- [Your objective]: The records that follow are to be transcribed word for word.
═══
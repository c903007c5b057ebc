//! Sheet sources: where raw grids come from.
//!
//! The engine itself never does I/O; a [`SheetSource`] is handed a spreadsheet
//! id and an A1 range and returns the grid the Sheets `values` endpoint would.

use std::path::{Path, PathBuf};
use std::sync::LazyLock;

use regex::Regex;
use tracing::debug;

use crate::record::RawGrid;

#[derive(Debug, thiserror::Error)]
pub enum SourceError {
    #[error("Failed to read {path}: {source}")]
    Io {
        path: PathBuf,
        #[source]
        source: std::io::Error,
    },
    #[error("CSV error: {0}")]
    Csv(#[from] csv::Error),
    #[error("JSON error: {0}")]
    Json(#[from] serde_json::Error),
    #[error("Invalid range: {0}")]
    InvalidRange(String),
    #[error("No sheet found for {0}")]
    NotFound(String),
}

pub trait SheetSource {
    fn fetch(&self, spreadsheet_id: &str, range: &str) -> Result<RawGrid, SourceError>;
}

static RANGE_RE: LazyLock<Regex> = LazyLock::new(|| {
    Regex::new(r"^([A-Za-z]+)(\d+)?(?::([A-Za-z]+)(\d+)?)?$").expect("range pattern is valid")
});

/// A parsed A1 range such as `Sheet1!A1:D100`, `A:C`, or `Sheet1`.
///
/// Rows and columns are zero-based and inclusive; `None` means "to the end".
#[derive(Debug, Clone, PartialEq, Eq, Default)]
pub struct CellRange {
    pub sheet: Option<String>,
    pub first_col: usize,
    pub first_row: usize,
    pub last_col: Option<usize>,
    pub last_row: Option<usize>,
}

fn column_index(letters: &str, range: &str) -> Result<usize, SourceError> {
    letters
        .chars()
        .try_fold(0usize, |acc, c| {
            acc.checked_mul(26)?
                .checked_add(c.to_ascii_uppercase() as usize - 'A' as usize + 1)
        })
        .map(|n| n - 1)
        .ok_or_else(|| SourceError::InvalidRange(range.to_string()))
}

fn row_index(digits: &str, range: &str) -> Result<usize, SourceError> {
    match digits.parse::<usize>() {
        Ok(n) if n > 0 => Ok(n - 1),
        _ => Err(SourceError::InvalidRange(range.to_string())),
    }
}

impl CellRange {
    pub fn parse(range: &str) -> Result<Self, SourceError> {
        let range = range.trim();
        if range.is_empty() {
            return Ok(Self::default());
        }

        // Without `!`, only a `from:to` span is read as cells; `Sheet1` is a sheet name.
        let (sheet, cells) = match range.rsplit_once('!') {
            Some((sheet, cells)) => (Some(sheet.trim_matches('\'').to_string()), cells),
            None if range.contains(':') => (None, range),
            None => {
                return Ok(Self {
                    sheet: Some(range.to_string()),
                    ..Self::default()
                });
            }
        };

        let caps = RANGE_RE
            .captures(cells)
            .ok_or_else(|| SourceError::InvalidRange(range.to_string()))?;

        let first_col = column_index(&caps[1], range)?;
        let first_row = caps
            .get(2)
            .map(|m| row_index(m.as_str(), range))
            .transpose()?
            .unwrap_or(0);

        let (last_col, last_row) = match caps.get(3) {
            Some(end_col) => (
                Some(column_index(end_col.as_str(), range)?),
                caps.get(4).map(|m| row_index(m.as_str(), range)).transpose()?,
            ),
            // A single cell selects just itself.
            None if caps.get(2).is_some() => (Some(first_col), Some(first_row)),
            None => (Some(first_col), None),
        };

        if last_col.is_some_and(|c| c < first_col) || last_row.is_some_and(|r| r < first_row) {
            return Err(SourceError::InvalidRange(range.to_string()));
        }

        Ok(Self {
            sheet,
            first_col,
            first_row,
            last_col,
            last_row,
        })
    }

    /// The part of `grid` this range selects. Cells beyond the grid are not invented.
    pub fn crop(&self, grid: &[Vec<String>]) -> RawGrid {
        let rows = grid.iter().skip(self.first_row);
        let take_rows = self
            .last_row
            .map(|last| (last - self.first_row).saturating_add(1))
            .unwrap_or(usize::MAX);

        rows.take(take_rows)
            .map(|row| {
                let end = self
                    .last_col
                    .map(|last| last.saturating_add(1).min(row.len()))
                    .unwrap_or(row.len());
                row.get(self.first_col.min(end)..end)
                    .map(<[String]>::to_vec)
                    .unwrap_or_default()
            })
            .collect()
    }
}

/// Read a grid from a `.json` (`string[][]`) or `.csv` file.
pub fn load_grid(path: &Path) -> Result<RawGrid, SourceError> {
    debug!("loading grid from {}", path.display());
    let io_err = |source| SourceError::Io {
        path: path.to_path_buf(),
        source,
    };

    if path.extension().is_some_and(|e| e.eq_ignore_ascii_case("json")) {
        let text = std::fs::read_to_string(path).map_err(io_err)?;
        return Ok(serde_json::from_str(&text)?);
    }

    let mut reader = csv::ReaderBuilder::new()
        .has_headers(false)
        .flexible(true)
        .from_path(path)?;
    let mut grid = RawGrid::new();
    for row in reader.records() {
        grid.push(row?.iter().map(str::to_string).collect());
    }
    Ok(grid)
}

/// Sheets stored as `<dir>/<spreadsheet_id>.json` or `<dir>/<spreadsheet_id>.csv`.
pub struct FileSource {
    dir: PathBuf,
}

impl FileSource {
    pub fn new(dir: impl Into<PathBuf>) -> Self {
        Self { dir: dir.into() }
    }
}

impl SheetSource for FileSource {
    fn fetch(&self, spreadsheet_id: &str, range: &str) -> Result<RawGrid, SourceError> {
        let range = CellRange::parse(range)?;
        let path = ["json", "csv"]
            .iter()
            .map(|ext| self.dir.join(format!("{spreadsheet_id}.{ext}")))
            .find(|p| p.exists())
            .ok_or_else(|| SourceError::NotFound(spreadsheet_id.to_string()))?;

        let grid = load_grid(&path)?;
        Ok(range.crop(&grid))
    }
}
═══
- [Answer space]:
repository c903007c5b057ebc
//! Sheet sources: where raw grids come from.
//!
//! The engine itself never does I/O; a [`SheetSource`] is handed a spreadsheet
//! id and an A1 range and returns the grid the Sheets `values` endpoint would.

use std::path::{Path, PathBuf};
use std::sync::LazyLock;

use regex::Regex;
use tracing::debug;

use crate::record::RawGrid;

#[derive(Debug, thiserror::Error)]
pub enum SourceError {
    #[error("Failed to read {path}: {source}")]
    Io {
        path: PathBuf,
        #[source]
        source: std::io::Error,
    },
    #[error("CSV error: {0}")]
    Csv(#[from] csv::Error),
    #[error("JSON error: {0}")]
    Json(#[from] serde_json::Error),
    #[error("Invalid range: {0}")]
    InvalidRange(String),
    #[error("No sheet found for {0}")]
    NotFound(String),
}

pub trait SheetSource {
    fn fetch(&self, spreadsheet_id: &str, range: &str) -> Result<RawGrid, SourceError>;
}

static RANGE_RE: LazyLock<Regex> = LazyLock::new(|| {
    Regex::new(r"^([A-Za-z]+)(\d+)?(?::([A-Za-z]+)(\d+)?)?$").expect("range pattern is valid")
});

/// A parsed A1 range such as `Sheet1!A1:D100`, `A:C`, or `Sheet1`.
///
/// Rows and columns are zero-based and inclusive; `None` means "to the end".
#[derive(Debug, Clone, PartialEq, Eq, Default)]
pub struct CellRange {
    pub sheet: Option<String>,
    pub first_col: usize,
    pub first_row: usize,
    pub last_col: Option<usize>,
    pub last_row: Option<usize>,
}

fn column_index(letters: &str, range: &str) -> Result<usize, SourceError> {
    letters
        .chars()
        .try_fold(0usize, |acc, c| {
            acc.checked_mul(26)?
                .checked_add(c.to_ascii_uppercase() as usize - 'A' as usize + 1)
        })
        .map(|n| n - 1)
        .ok_or_else(|| SourceError::InvalidRange(range.to_string()))
}

fn row_index(digits: &str, range: &str) -> Result<usize, SourceError> {
    match digits.parse::<usize>() {
        Ok(n) if n > 0 => Ok(n - 1),
        _ => Err(SourceError::InvalidRange(range.to_string())),
    }
}

impl CellRange {
    pub fn parse(range: &str) -> Result<Self, SourceError> {
        let range = range.trim();
        if range.is_empty() {
            return Ok(Self::default());
        }

        // Without `!`, only a `from:to` span is read as cells; `Sheet1` is a sheet name.
        let (sheet, cells) = match range.rsplit_once('!') {
            Some((sheet, cells)) => (Some(sheet.trim_matches('\'').to_string()), cells),
            None if range.contains(':') => (None, range),
            None => {
                return Ok(Self {
                    sheet: Some(range.to_string()),
                    ..Self::default()
                });
            }
        };

        let caps = RANGE_RE
            .captures(cells)
            .ok_or_else(|| SourceError::InvalidRange(range.to_string()))?;

        let first_col = column_index(&caps[1], range)?;
        let first_row = caps
            .get(2)
            .map(|m| row_index(m.as_str(), range))
            .transpose()?
            .unwrap_or(0);

        let (last_col, last_row) = match caps.get(3) {
            Some(end_col) => (
                Some(column_index(end_col.as_str(), range)?),
                caps.get(4).map(|m| row_index(m.as_str(), range)).transpose()?,
            ),
            // A single cell selects just itself.
            None if caps.get(2).is_some() => (Some(first_col), Some(first_row)),
            None => (Some(first_col), None),
        };

        if last_col.is_some_and(|c| c < first_col) || last_row.is_some_and(|r| r < first_row) {
            return Err(SourceError::InvalidRange(range.to_string()));
        }

        Ok(Self {
            sheet,
            first_col,
            first_row,
            last_col,
            last_row,
        })
    }

    /// The part of `grid` this range selects. Cells beyond the grid are not invented.
    pub fn crop(&self, grid: &[Vec<String>]) -> RawGrid {
        let rows = grid.iter().skip(self.first_row);
        let take_rows = self
            .last_row
            .map(|last| (last - self.first_row).saturating_add(1))
            .unwrap_or(usize::MAX);

        rows.take(take_rows)
            .map(|row| {
                let end = self
                    .last_col
                    .map(|last| last.saturating_add(1).min(row.len()))
                    .unwrap_or(row.len());
                row.get(self.first_col.min(end)..end)
                    .map(<[String]>::to_vec)
                    .unwrap_or_default()
            })
            .collect()
    }
}

/// Read a grid from a `.json` (`string[][]`) or `.csv` file.
pub fn load_grid(path: &Path) -> Result<RawGrid, SourceError> {
    debug!("loading grid from {}", path.display());
    let io_err = |source| SourceError::Io {
        path: path.to_path_buf(),
        source,
    };

    if path.extension().is_some_and(|e| e.eq_ignore_ascii_case("json")) {
        let text = std::fs::read_to_string(path).map_err(io_err)?;
        return Ok(serde_json::from_str(&text)?);
    }

    let mut reader = csv::ReaderBuilder::new()
        .has_headers(false)
        .flexible(true)
        .from_path(path)?;
    let mut grid = RawGrid::new();
    for row in reader.records() {
        grid.push(row?.iter().map(str::to_string).collect());
    }
    Ok(grid)
}

/// Sheets stored as `<dir>/<spreadsheet_id>.json` or `<dir>/<spreadsheet_id>.csv`.
pub struct FileSource {
    dir: PathBuf,
}

impl FileSource {
    pub fn new(dir: impl Into<PathBuf>) -> Self {
        Self { dir: dir.into() }
    }
}

impl SheetSource for FileSource {
    fn fetch(&self, spreadsheet_id: &str, range: &str) -> Result<RawGrid, SourceError> {
        let range = CellRange::parse(range)?;
        let path = ["json", "csv"]
            .iter()
            .map(|ext| self.dir.join(format!("{spreadsheet_id}.{ext}")))
            .find(|p| p.exists())
            .ok_or_else(|| SourceError::NotFound(spreadsheet_id.to_string()))?;

        let grid = load_grid(&path)?;
        Ok(range.crop(&grid))
    }
}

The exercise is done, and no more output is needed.